Monday, April 21, 2008

City contemplates passing Neutral Law to maximize limited parking space

Philadelphia, PA--City Council is considering passing Bill 23497, otherwise known as the Neutral Law. The bill aims to address the city's parking problem by forcing car owners to leave their vehicles in neutral when parking on a level or nearly level street.

Leaving the automobiles out of gear permits other drivers, seeking hard-to-come-by spaces, to rearrange the cars to increase an existing spot or create a new one.

"I'll sometimes circle the block 10 times and pass three spots that are just slightly too small. It's extremely frustrating. The law would let me move the parked car or cars a few feet or inches to create a new space and reduce my anxiety," resident Tom Glavenstone said.

The city determines a level street by placing a soccer or basketball in the center and timing how long it takes to roll ten feet. Officials would not release time requirements to the public.

"A high percentage of this city is flat and level, and we really think this would help the parking problem. Is this a law for San Francisco? No. Even Bethlehem, PA? No. But it would work here," said Betty Toffer, a parking consultant with Dexter, Dexter and Talbot.

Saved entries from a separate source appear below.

// Rekon - Bank Statement Reconciliation Core
// Exposes all modules for use in the CLI, API server, and tests

pub mod db;
pub mod ingest;
pub mod matcher;
pub mod reconcile;

// Re-export commonly used types
pub use db::{
    compute_transaction_hash, BankAccount, LedgerEntry, ReconciliationStatus, SqliteStore,
    StatementLine, StatementStore, UpsertOutcome,
};
pub use ingest::{
    import_statement, parse_cell_amount, parse_cell_date, parse_statement_rows, read_rows,
    Cell, ColumnMap, ImportSummary, ParsedStatement,
};
pub use matcher::{text_similarity, MatchCandidate, MatchEngine, MatchOutcome};
pub use reconcile::{
    confirm_match, filter_by_status, record_line, reject_match, summarize,
    ReconciliationSummary, StatusFilter,
};

/// Library version
pub const VERSION: &str = env!("CARGO_PKG_VERSION");
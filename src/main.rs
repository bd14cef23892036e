// Rekon CLI - import bank statements, run auto-match, review the result

use anyhow::{bail, Result};
use std::env;
use std::path::{Path, PathBuf};

use rekon::{
    confirm_match, filter_by_status, import_statement, reject_match, summarize, BankAccount,
    MatchEngine, SqliteStore, StatementStore, StatusFilter,
};

fn main() -> Result<()> {
    let args: Vec<String> = env::args().collect();

    let Some(command) = args.get(1) else {
        print_usage();
        return Ok(());
    };

    match command.as_str() {
        "init" => run_init(),
        "account" => run_account(&args[2..]),
        "accounts" => run_accounts(),
        "import" => run_import(&args[2..]),
        "match" => run_match(&args[2..]),
        "confirm" => run_confirm(&args[2..]),
        "reject" => run_reject(&args[2..]),
        "status" => run_status(&args[2..]),
        _ => {
            print_usage();
            Ok(())
        }
    }
}

fn print_usage() {
    println!("rekon {} - bank statement reconciliation", rekon::VERSION);
    println!();
    println!("Usage:");
    println!("  rekon init                                  create the database");
    println!("  rekon account <name> <bank> <number>        register a bank account");
    println!("  rekon accounts                              list bank accounts");
    println!("  rekon import <account-id> <file>            import a statement (csv/xlsx)");
    println!("  rekon match <account-id>                    run auto-match");
    println!("  rekon confirm <line-id>                     accept a suggested match");
    println!("  rekon reject <line-id>                      reset a line to unmatched");
    println!("  rekon status <account-id> [filter]          reconciliation report");
    println!();
    println!("Database path comes from REKON_DB (default: rekon.db)");
}

fn db_path() -> PathBuf {
    PathBuf::from(env::var("REKON_DB").unwrap_or_else(|_| "rekon.db".to_string()))
}

fn open_store() -> Result<SqliteStore> {
    SqliteStore::open(&db_path())
}

fn run_init() -> Result<()> {
    let path = db_path();
    SqliteStore::open(&path)?;
    println!("✓ Database initialized: {}", path.display());
    Ok(())
}

fn run_account(args: &[String]) -> Result<()> {
    let [name, bank, number] = args else {
        bail!("usage: rekon account <name> <bank> <number>");
    };

    let store = open_store()?;
    let account = BankAccount::new(name, bank, number);
    store.insert_bank_account(&account)?;

    println!("✓ Registered account '{}' ({})", account.name, account.id);
    Ok(())
}

fn run_accounts() -> Result<()> {
    let store = open_store()?;
    let accounts = store.bank_accounts()?;

    if accounts.is_empty() {
        println!("No bank accounts registered yet.");
        return Ok(());
    }

    for account in accounts {
        println!(
            "{}  {} / {} / {}",
            account.id, account.name, account.bank_name, account.account_number
        );
    }
    Ok(())
}

fn run_import(args: &[String]) -> Result<()> {
    let [account_id, file] = args else {
        bail!("usage: rekon import <account-id> <file>");
    };

    let store = open_store()?;
    require_account(&store, account_id)?;

    let summary = import_statement(&store, account_id, Path::new(file))?;

    println!("✓ Imported: {} lines", summary.imported);
    println!("✓ Skipped duplicates: {}", summary.duplicates);
    if summary.skipped_rows > 0 {
        println!("✓ Dropped rows without a date: {}", summary.skipped_rows);
    }
    Ok(())
}

fn run_match(args: &[String]) -> Result<()> {
    let [account_id] = args else {
        bail!("usage: rekon match <account-id>");
    };

    let store = open_store()?;
    require_account(&store, account_id)?;

    let outcome = MatchEngine::new().auto_match(&store, account_id)?;

    println!("✓ Auto-matched: {}", outcome.matched_count);
    println!("✓ Suggested for review: {}", outcome.suggested_count);
    println!("✓ Skipped (already settled): {}", outcome.skipped_count);
    Ok(())
}

fn run_confirm(args: &[String]) -> Result<()> {
    let [line_id] = args else {
        bail!("usage: rekon confirm <line-id>");
    };

    let store = open_store()?;
    let line = confirm_match(&store, line_id)?;

    println!(
        "✓ Confirmed {} -> entry {}",
        line.id,
        line.matched_entry_id.as_deref().unwrap_or("-")
    );
    Ok(())
}

fn run_reject(args: &[String]) -> Result<()> {
    let [line_id] = args else {
        bail!("usage: rekon reject <line-id>");
    };

    let store = open_store()?;
    let line = reject_match(&store, line_id)?;

    println!("✓ Reset {} to {}", line.id, line.status.as_str());
    Ok(())
}

fn run_status(args: &[String]) -> Result<()> {
    let Some(account_id) = args.first() else {
        bail!("usage: rekon status <account-id> [all|unlinked|<status>]");
    };

    let store = open_store()?;
    let account = require_account(&store, account_id)?;
    let lines = store.lines_for_account(account_id, None)?;
    let counts = summarize(&lines);

    println!("Account: {} ({})", account.name, account.bank_name);
    println!("{}", counts.summary());

    if let Some(filter) = args.get(1) {
        let filter = StatusFilter::parse(filter);
        println!();
        for line in filter_by_status(&lines, filter) {
            println!(
                "{}  {}  {:>15.2}  {:<12}  {}",
                line.id,
                line.transaction_date,
                line.amount(),
                line.status.as_str(),
                line.description
            );
        }
    }
    Ok(())
}

fn require_account(store: &SqliteStore, account_id: &str) -> Result<BankAccount> {
    match store.get_bank_account(account_id)? {
        Some(account) => Ok(account),
        None => bail!("bank account not found: {}", account_id),
    }
}
//! Benchmark for model compilation and solving.
//!
//! Run with: cargo run --release --bin bench -- [SMALL|LARGE] [seconds]

use shift_roster::demo_data::{self, DemoData};
use shift_roster::rules;
use shift_roster::solver::{self, SolveOptions};
use std::time::Instant;

fn main() {
    let mut args = std::env::args().skip(1);
    let demo = args
        .next()
        .and_then(|s| s.parse::<DemoData>().ok())
        .unwrap_or(DemoData::Small);
    let seconds: u64 = args.next().and_then(|s| s.parse().ok()).unwrap_or(60);

    let request = demo_data::generate(demo);
    let config = request.config().with_time_budget(seconds);
    let input = match request.to_input() {
        Ok(input) => input,
        Err(err) => {
            eprintln!("Invalid demo input: {err}");
            std::process::exit(1);
        }
    };

    println!("Benchmark: Shift Roster ({})", demo.as_str());
    println!("  Employees: {}", input.employee_count());
    println!("  Days: {}", input.day_count());
    println!("  Leave days: {}", input.leave().total());
    println!();

    let screen_start = Instant::now();
    let findings = rules::screen(&input, &config);
    println!("Screen: {} findings ({:?})", findings.len(), screen_start.elapsed());
    for finding in &findings {
        println!("  {}: {}", finding.rule, finding.detail);
    }

    let compile_start = Instant::now();
    let compiled = rules::compile(&input, &config);
    println!(
        "Compile: {} variables, {} constraints ({:?})",
        compiled.model.var_count(),
        compiled.model.constraint_count(),
        compile_start.elapsed()
    );
    println!();

    for workers in [1, config.worker_count.max(2)] {
        let options = SolveOptions::new(config.time_budget()).with_workers(workers);
        let outcome = solver::solve(&compiled.model, &options);
        println!("Workers: {}", workers);
        println!("  Status: {}", outcome.status.as_str());
        println!("  Objective: {:?}", outcome.objective);
        println!("  Time: {:.2?}", outcome.elapsed);
    }
}
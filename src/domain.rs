//! Domain model for shift rostering: employees, shift labels, approved leave,
//! and the validated input snapshot a planning run starts from.

use chrono::{Duration, NaiveDate};
use serde::{Deserialize, Serialize};
use std::collections::{BTreeSet, HashMap};
use std::fmt;
use std::ops::Range;

use crate::calendar::Horizon;
use crate::error::InputError;

/// Hour arithmetic is done in quarter-hours so 11.25 h and 7.5 h stay exact.
pub const HOUR_SCALE: i32 = 4;

/// Longest horizon a planning input accepts, in days.
pub const MAX_HORIZON_DAYS: usize = 366;

/// Converts quarter-hours back to hours for display.
pub fn quarters_to_hours(quarters: i64) -> f64 {
    quarters as f64 / HOUR_SCALE as f64
}

/// The categorical outcome for one employee on one day.
#[derive(Debug, Clone, Copy, PartialEq, Eq, Hash, PartialOrd, Ord, Serialize, Deserialize)]
#[serde(rename_all = "SCREAMING_SNAKE_CASE")]
pub enum ShiftLabel {
    Rest,
    DayShift,
    NightShift,
    ShortDayShift,
    /// Approved absence; counts as a full day shift for hour quotas.
    Leave,
}

impl ShiftLabel {
    pub const COUNT: usize = 5;

    pub const ALL: [ShiftLabel; ShiftLabel::COUNT] = [
        ShiftLabel::Rest,
        ShiftLabel::DayShift,
        ShiftLabel::NightShift,
        ShiftLabel::ShortDayShift,
        ShiftLabel::Leave,
    ];

    /// Labels that count as worked days.
    pub const WORKING: [ShiftLabel; 3] = [
        ShiftLabel::DayShift,
        ShiftLabel::NightShift,
        ShiftLabel::ShortDayShift,
    ];

    /// Dense index used by the variable grid.
    pub fn index(self) -> usize {
        match self {
            ShiftLabel::Rest => 0,
            ShiftLabel::DayShift => 1,
            ShiftLabel::NightShift => 2,
            ShiftLabel::ShortDayShift => 3,
            ShiftLabel::Leave => 4,
        }
    }

    /// Nominal duration in quarter-hours.
    ///
    /// ```
    /// use shift_roster::domain::ShiftLabel;
    ///
    /// assert_eq!(ShiftLabel::DayShift.nominal_quarters(), 45);
    /// assert_eq!(ShiftLabel::ShortDayShift.nominal_quarters(), 30);
    /// assert_eq!(ShiftLabel::Leave.nominal_quarters(), 45);
    /// ```
    pub fn nominal_quarters(self) -> i32 {
        match self {
            ShiftLabel::Rest => 0,
            ShiftLabel::DayShift | ShiftLabel::NightShift | ShiftLabel::Leave => 45,
            ShiftLabel::ShortDayShift => 30,
        }
    }

    pub fn nominal_hours(self) -> f64 {
        quarters_to_hours(self.nominal_quarters() as i64)
    }

    pub fn is_working(self) -> bool {
        matches!(
            self,
            ShiftLabel::DayShift | ShiftLabel::NightShift | ShiftLabel::ShortDayShift
        )
    }

    /// Rest or leave: the days that satisfy rest obligations.
    pub fn is_off(self) -> bool {
        !self.is_working()
    }

    pub fn as_str(self) -> &'static str {
        match self {
            ShiftLabel::Rest => "REST",
            ShiftLabel::DayShift => "DAY_SHIFT",
            ShiftLabel::NightShift => "NIGHT_SHIFT",
            ShiftLabel::ShortDayShift => "SHORT_DAY_SHIFT",
            ShiftLabel::Leave => "LEAVE",
        }
    }
}

impl fmt::Display for ShiftLabel {
    fn fmt(&self, f: &mut fmt::Formatter<'_>) -> fmt::Result {
        f.write_str(self.as_str())
    }
}

/// An employee on the roster.
#[derive(Debug, Clone, PartialEq, Eq, Hash, Serialize, Deserialize)]
pub struct Employee {
    /// Position in `PlanningInput::employees`, used as the grid row.
    pub index: usize,
    pub name: String,
}

impl Employee {
    pub fn new(index: usize, name: impl Into<String>) -> Self {
        Self {
            index,
            name: name.into(),
        }
    }
}

/// Approved leave days per employee, as day indices into the horizon.
#[derive(Debug, Clone, Default, PartialEq, Eq)]
pub struct LeaveRegistry {
    days: Vec<BTreeSet<usize>>,
}

impl LeaveRegistry {
    pub fn new(employee_count: usize) -> Self {
        Self {
            days: vec![BTreeSet::new(); employee_count],
        }
    }

    fn insert(&mut self, employee: usize, day: usize) {
        self.days[employee].insert(day);
    }

    pub fn is_on_leave(&self, employee: usize, day: usize) -> bool {
        self.days
            .get(employee)
            .is_some_and(|days| days.contains(&day))
    }

    pub fn days(&self, employee: usize) -> impl Iterator<Item = usize> + '_ {
        self.days.get(employee).into_iter().flatten().copied()
    }

    /// Leave days of `employee` inside `span`.
    pub fn count_in(&self, employee: usize, span: Range<usize>) -> usize {
        self.days
            .get(employee)
            .map_or(0, |days| days.range(span).count())
    }

    /// Employees on leave on `day`.
    pub fn absent_on(&self, day: usize) -> usize {
        self.days.iter().filter(|days| days.contains(&day)).count()
    }

    pub fn total(&self) -> usize {
        self.days.iter().map(BTreeSet::len).sum()
    }
}

/// Immutable snapshot of everything a planning run needs from its caller.
///
/// Built through [`PlanningInputBuilder`], which rejects bad input before
/// any model is constructed.
#[derive(Debug, Clone)]
pub struct PlanningInput {
    employees: Vec<Employee>,
    horizon: Horizon,
    leave: LeaveRegistry,
}

impl PlanningInput {
    pub fn builder(start: NaiveDate, days: usize) -> PlanningInputBuilder {
        PlanningInputBuilder {
            start,
            days,
            employees: Vec::new(),
            leave: Vec::new(),
        }
    }

    pub fn employees(&self) -> &[Employee] {
        &self.employees
    }

    pub fn employee_count(&self) -> usize {
        self.employees.len()
    }

    pub fn horizon(&self) -> &Horizon {
        &self.horizon
    }

    pub fn day_count(&self) -> usize {
        self.horizon.len()
    }

    pub fn leave(&self) -> &LeaveRegistry {
        &self.leave
    }
}

/// Collects caller input for a [`PlanningInput`].
///
/// # Examples
///
/// ```
/// use chrono::NaiveDate;
/// use shift_roster::domain::PlanningInput;
///
/// let start = NaiveDate::from_ymd_opt(2025, 11, 2).unwrap();
/// let input = PlanningInput::builder(start, 42)
///     .employees(["Amy", "Beth", "Carl"])
///     .leave("Beth", [start])
///     .build()
///     .unwrap();
///
/// assert_eq!(input.employee_count(), 3);
/// assert!(input.leave().is_on_leave(1, 0));
/// ```
#[derive(Debug, Clone)]
pub struct PlanningInputBuilder {
    start: NaiveDate,
    days: usize,
    employees: Vec<String>,
    leave: Vec<(String, NaiveDate)>,
}

impl PlanningInputBuilder {
    pub fn employee(mut self, name: impl Into<String>) -> Self {
        self.employees.push(name.into());
        self
    }

    pub fn employees(mut self, names: impl IntoIterator<Item = impl Into<String>>) -> Self {
        self.employees.extend(names.into_iter().map(Into::into));
        self
    }

    pub fn leave(
        mut self,
        employee: impl Into<String>,
        dates: impl IntoIterator<Item = NaiveDate>,
    ) -> Self {
        let employee = employee.into();
        self.leave
            .extend(dates.into_iter().map(|date| (employee.clone(), date)));
        self
    }

    pub fn build(self) -> Result<PlanningInput, InputError> {
        if self.employees.is_empty() {
            return Err(InputError::NoEmployees);
        }
        if self.days == 0 {
            return Err(InputError::EmptyHorizon);
        }
        if self.days > MAX_HORIZON_DAYS {
            return Err(InputError::HorizonTooLong {
                days: self.days,
                max: MAX_HORIZON_DAYS,
            });
        }
        if self
            .start
            .checked_add_signed(Duration::days(self.days as i64 - 1))
            .is_none()
        {
            return Err(InputError::HorizonOutOfRange {
                start: self.start,
                days: self.days,
            });
        }

        let horizon = Horizon::new(self.start, self.days);
        let mut name_to_idx: HashMap<&str, usize> = HashMap::new();
        let mut employees = Vec::with_capacity(self.employees.len());
        for (index, name) in self.employees.iter().enumerate() {
            if name_to_idx.insert(name.as_str(), index).is_some() {
                return Err(InputError::DuplicateEmployee(name.clone()));
            }
            employees.push(Employee::new(index, name.as_str()));
        }

        let mut leave = LeaveRegistry::new(employees.len());
        for (name, date) in &self.leave {
            let employee = *name_to_idx
                .get(name.as_str())
                .ok_or_else(|| InputError::UnknownEmployee(name.clone()))?;
            let day = horizon
                .index_of(*date)
                .ok_or_else(|| InputError::LeaveOutsideHorizon {
                    employee: name.clone(),
                    date: *date,
                })?;
            leave.insert(employee, day);
        }

        Ok(PlanningInput {
            employees,
            horizon,
            leave,
        })
    }
}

Some residents are skeptical about the law. "Back in the late 80's our street attempted this and someone pushed all 30 cars down to the next block and double parked them as a joke. We woke the next morning to an empty street and 30 parking tickets," said Gloria Gaboldini, of South Philadelphia.

Fran McMurphy of hilly Manayunk, known locally for his harsh sarcasm, had this to say: "Yeah, this would work in Manayunk. This would work really well in Manayunk."